** Work instructions **
Check each line of the data below for the string "single", then state how many have it and nothing else.
━━━━━ Entries shown ━━━━━
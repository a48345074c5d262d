use serde::{Deserialize, Serialize};
use std::env;

/// Reasoning phases with dedicated model/temperature overrides.
#[derive(Debug, Clone, Copy, PartialEq, Eq)]
pub enum Phase {
    Parser,
    Hypothesis,
    RootCause,
    Severity,
}

impl Phase {
    fn env_infix(&self) -> &'static str {
        match self {
            Phase::Parser => "PARSER",
            Phase::Hypothesis => "HYPOTHESIS",
            Phase::RootCause => "ROOT_CAUSE",
            Phase::Severity => "SEVERITY",
        }
    }
}

/// Per-phase model settings resolved from the global configuration.
#[derive(Debug, Clone, PartialEq)]
pub struct PhaseSettings {
    pub model: String,
    pub temperature: f32,
    pub max_tokens: u32,
}

/// Configuration for the LLM service
#[derive(Debug, Clone, Serialize, Deserialize)]
pub struct LlmConfig {
    /// OpenAI API key
    pub api_key: String,

    /// Model to use (e.g., "gpt-4-turbo-preview", "gpt-3.5-turbo")
    pub model: String,

    /// Optional API base URL for custom endpoints
    pub api_base: Option<String>,

    /// Request timeout in seconds
    pub timeout_secs: u64,

    /// Maximum tokens for response
    pub max_tokens: u32,

    /// Temperature for creativity (0.0-1.0)
    pub temperature: f32,
}

impl Default for LlmConfig {
    fn default() -> Self {
        Self {
            api_key: String::new(),
            model: "gpt-4-turbo-preview".to_string(),
            api_base: None,
            timeout_secs: 60,
            max_tokens: 1500,
            temperature: 0.2,
        }
    }
}

impl LlmConfig {
    /// Load configuration from environment variables
    pub fn from_env() -> Result<Self, String> {
        // Load .env file if it exists
        let _ = dotenv::dotenv();

        let api_key = env::var("OPENAI_API_KEY")
            .map_err(|_| "OPENAI_API_KEY not found in environment. Please set it in .env file or environment variables.".to_string())?;

        if api_key.is_empty() {
            return Err("OPENAI_API_KEY is empty".to_string());
        }

        let mut config = Self {
            api_key,
            ..Default::default()
        };

        if let Ok(model) = env::var("OPENAI_MODEL") {
            config.model = model;
        }

        if let Ok(api_base) = env::var("OPENAI_API_BASE") {
            config.api_base = Some(api_base);
        }

        if let Ok(timeout) = env::var("LLM_REQUEST_TIMEOUT") {
            if let Ok(timeout_secs) = timeout.parse::<u64>() {
                config.timeout_secs = timeout_secs;
            }
        }

        if let Ok(max_tokens) = env::var("LLM_MAX_TOKENS") {
            if let Ok(tokens) = max_tokens.parse::<u32>() {
                config.max_tokens = tokens;
            }
        }

        if let Ok(temperature) = env::var("LLM_TEMPERATURE") {
            if let Ok(temp) = temperature.parse::<f32>() {
                if (0.0..=1.0).contains(&temp) {
                    config.temperature = temp;
                }
            }
        }

        Ok(config)
    }

    /// Validate the configuration
    pub fn validate(&self) -> Result<(), String> {
        if self.api_key.is_empty() {
            return Err("API key is empty".to_string());
        }

        if self.temperature < 0.0 || self.temperature > 1.0 {
            return Err(format!(
                "Temperature must be between 0.0 and 1.0, got {}",
                self.temperature
            ));
        }

        if self.max_tokens == 0 {
            return Err("Max tokens must be greater than 0".to_string());
        }

        Ok(())
    }

    /// Resolve the model settings for one reasoning phase.
    ///
    /// Precedence: `LLM_<PHASE>_MODEL` / `LLM_<PHASE>_TEMPERATURE` over the
    /// global values. The parser phase is forced to a tight token cap
    /// (temperature 0.1, 256 tokens) unless explicitly overridden.
    pub fn for_phase(&self, phase: Phase) -> PhaseSettings {
        let infix = phase.env_infix();

        let model = env::var(format!("LLM_{infix}_MODEL")).unwrap_or_else(|_| self.model.clone());

        let default_temperature = match phase {
            Phase::Parser => 0.1,
            _ => self.temperature,
        };
        let temperature = env::var(format!("LLM_{infix}_TEMPERATURE"))
            .ok()
            .and_then(|v| v.parse::<f32>().ok())
            .filter(|t| (0.0..=1.0).contains(t))
            .unwrap_or(default_temperature);

        let max_tokens = match phase {
            Phase::Parser => 256,
            _ => self.max_tokens,
        };

        PhaseSettings {
            model,
            temperature,
            max_tokens,
        }
    }
}

#[cfg(test)]
mod tests {
    use super::*;
    use serial_test::serial;

    #[test]
    #[serial]
    fn parser_phase_has_tight_limits() {
        std::env::remove_var("LLM_PARSER_TEMPERATURE");
        std::env::remove_var("LLM_PARSER_MODEL");
        let config = LlmConfig {
            api_key: "k".to_string(),
            temperature: 0.7,
            max_tokens: 4000,
            ..Default::default()
        };
        let settings = config.for_phase(Phase::Parser);
        assert_eq!(settings.temperature, 0.1);
        assert_eq!(settings.max_tokens, 256);
    }

    #[test]
    #[serial]
    fn phase_overrides_take_precedence() {
        std::env::set_var("LLM_HYPOTHESIS_TEMPERATURE", "0.05");
        std::env::set_var("LLM_HYPOTHESIS_MODEL", "gpt-4o-mini");
        let config = LlmConfig {
            api_key: "k".to_string(),
            ..Default::default()
        };
        let settings = config.for_phase(Phase::Hypothesis);
        assert_eq!(settings.temperature, 0.05);
        assert_eq!(settings.model, "gpt-4o-mini");
        std::env::remove_var("LLM_HYPOTHESIS_TEMPERATURE");
        std::env::remove_var("LLM_HYPOTHESIS_MODEL");
    }

    #[test]
    fn validation_rejects_bad_temperature() {
        let config = LlmConfig {
            api_key: "k".to_string(),
            temperature: 1.5,
            ..Default::default()
        };
        assert!(config.validate().is_err());
    }
}
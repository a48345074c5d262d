use crate::models::{Fact, Resource};
use crate::specialists::{
    parse_tool_document, ErrorFactGuard, Specialist, SpecialistContext, MAX_FACTS_PER_RESOURCE,
};
use crate::tools::iam as iam_tools;
use async_trait::async_trait;
use serde_json::Value;

/// Analyzes identity roles: policy attachments and explicit denies.
pub struct IamSpecialist;

#[async_trait]
impl Specialist for IamSpecialist {
    async fn analyze(&self, resource: &Resource, ctx: &SpecialistContext) -> Vec<Fact> {
        let mut facts = Vec::new();
        let mut errors = ErrorFactGuard::new();
        let role_name = resource.name.as_str();

        let raw = iam_tools::get_iam_role_config(&ctx.tools, role_name).await;
        match parse_tool_document(&raw) {
            Ok(role) => {
                let attached = role
                    .get("attached_policies")
                    .and_then(Value::as_array)
                    .map(|p| p.len())
                    .unwrap_or(0);
                let inline = role
                    .get("inline_policies")
                    .and_then(Value::as_array)
                    .map(|p| p.len())
                    .unwrap_or(0);
                facts.push(Fact::new(
                    "iam_role_config",
                    format!(
                        "Role {role_name} has {attached} attached and {inline} inline policies"
                    ),
                    0.85,
                ));

                // Substring scan only; condition blocks and NotAction make
                // this a hint, not a verdict.
                let serialized = serde_json::to_string(&role).unwrap_or_default();
                if serialized.contains("\"Deny\"") {
                    facts.push(Fact::new(
                        "iam_analysis",
                        format!("Role {role_name} carries at least one explicit Deny statement"),
                        0.9,
                    ));
                }
                if attached == 0 && inline == 0 {
                    facts.push(Fact::new(
                        "iam_analysis",
                        format!("Role {role_name} has no policies attached"),
                        0.95,
                    ));
                }
            }
            Err(error) => errors.report(
                &mut facts,
                "iam_role_config",
                format!("Could not load role {role_name}: {error}"),
            ),
        }

        facts.truncate(MAX_FACTS_PER_RESOURCE);
        facts
    }

    fn resource_types(&self) -> &'static [&'static str] {
        &["iam"]
    }

    fn name(&self) -> &'static str {
        "iam"
    }
}
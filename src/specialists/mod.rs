pub mod apigateway;
pub mod dynamodb;
pub mod eventbridge;
pub mod iam;
pub mod lambda;
pub mod s3;
pub mod sns;
pub mod sqs;
pub mod stepfunctions;
pub mod trace;
pub mod vpc;

use crate::models::{Fact, Resource};
use crate::tools::ToolContext;
use async_trait::async_trait;
use serde_json::Value;
use std::collections::HashMap;
use std::sync::Arc;

/// Upper bound on facts a single resource may contribute.
pub const MAX_FACTS_PER_RESOURCE: usize = 10;

/// Context handed to specialists for one analysis pass.
#[derive(Clone)]
pub struct SpecialistContext {
    pub tools: ToolContext,
    pub trace_ids: Vec<String>,
}

impl SpecialistContext {
    pub fn region(&self) -> &str {
        self.tools.region()
    }
}

/// A per-resource-type analysis routine.
///
/// Specialists call a small fixed set of tools (each at most once per
/// resource), map observations to facts with stable source names, and never
/// touch the LLM.
#[async_trait]
pub trait Specialist: Send + Sync {
    async fn analyze(&self, resource: &Resource, ctx: &SpecialistContext) -> Vec<Fact>;

    /// Resource types this specialist handles.
    fn resource_types(&self) -> &'static [&'static str];

    fn name(&self) -> &'static str;
}

/// Resource-type → specialist dispatch table.
pub struct SpecialistRegistry {
    specialists: HashMap<&'static str, Arc<dyn Specialist>>,
}

impl SpecialistRegistry {
    pub fn new() -> Self {
        let mut registry = Self {
            specialists: HashMap::new(),
        };
        registry.register(Arc::new(lambda::LambdaSpecialist));
        registry.register(Arc::new(apigateway::ApiGatewaySpecialist));
        registry.register(Arc::new(stepfunctions::StepFunctionsSpecialist));
        registry.register(Arc::new(dynamodb::DynamoDbSpecialist));
        registry.register(Arc::new(s3::S3Specialist));
        registry.register(Arc::new(sqs::SqsSpecialist));
        registry.register(Arc::new(sns::SnsSpecialist));
        registry.register(Arc::new(eventbridge::EventBridgeSpecialist));
        registry.register(Arc::new(vpc::VpcSpecialist));
        registry.register(Arc::new(iam::IamSpecialist));
        registry
    }

    pub fn register(&mut self, specialist: Arc<dyn Specialist>) {
        for &resource_type in specialist.resource_types() {
            self.specialists.insert(resource_type, specialist.clone());
        }
    }

    pub fn for_resource_type(&self, resource_type: &str) -> Option<Arc<dyn Specialist>> {
        self.specialists.get(resource_type).cloned()
    }

    pub fn supported_types(&self) -> Vec<&'static str> {
        let mut types: Vec<&'static str> = self.specialists.keys().copied().collect();
        types.sort_unstable();
        types
    }
}

impl Default for SpecialistRegistry {
    fn default() -> Self {
        Self::new()
    }
}

/// Parse a tool document; an `error` key or unparseable output yields `Err`
/// with the message to report.
pub(crate) fn parse_tool_document(raw: &str) -> Result<Value, String> {
    match serde_json::from_str::<Value>(raw) {
        Ok(document) => match document.get("error").and_then(Value::as_str) {
            Some(error) => Err(error.to_string()),
            None => Ok(document),
        },
        Err(_) => Err("unparseable tool output".to_string()),
    }
}

/// Tracks the single explanatory error fact a specialist may emit.
pub(crate) struct ErrorFactGuard {
    reported: bool,
}

impl ErrorFactGuard {
    pub fn new() -> Self {
        Self { reported: false }
    }

    /// Emit at most one tool-error fact per resource; later failures are
    /// only logged.
    pub fn report(&mut self, facts: &mut Vec<Fact>, source: &str, detail: String) {
        if self.reported {
            tracing::debug!("suppressing repeated tool error from {source}: {detail}");
            return;
        }
        self.reported = true;
        facts.push(Fact::new(source, detail, 0.7));
    }
}

/// Sum the `Sum` statistics of a CloudWatch datapoint array.
pub(crate) fn sum_datapoints(datapoints: Option<&Value>) -> f64 {
    datapoints
        .and_then(Value::as_array)
        .map(|points| {
            points
                .iter()
                .filter_map(|p| p.get("Sum").and_then(Value::as_f64))
                .sum()
        })
        .unwrap_or(0.0)
}

#[cfg(test)]
mod tests {
    use super::*;

    #[test]
    fn registry_dispatches_by_type() {
        let registry = SpecialistRegistry::new();
        assert!(registry.for_resource_type("lambda").is_some());
        assert!(registry.for_resource_type("apigateway").is_some());
        assert!(registry.for_resource_type("unknown").is_none());
        assert!(registry.supported_types().len() >= 10);
    }

    #[test]
    fn error_guard_reports_once() {
        let mut guard = ErrorFactGuard::new();
        let mut facts = Vec::new();
        guard.report(&mut facts, "lambda_config", "AccessDenied".to_string());
        guard.report(&mut facts, "lambda_metrics", "AccessDenied".to_string());
        assert_eq!(facts.len(), 1);
        assert_eq!(facts[0].confidence, 0.7);
    }

    #[test]
    fn tool_documents_with_error_keys_are_rejected() {
        assert!(parse_tool_document("{\"error\": \"nope\"}").is_err());
        assert!(parse_tool_document("not json").is_err());
        assert!(parse_tool_document("{\"ok\": 1}").is_ok());
    }
}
━━━━━
** Finished task **
2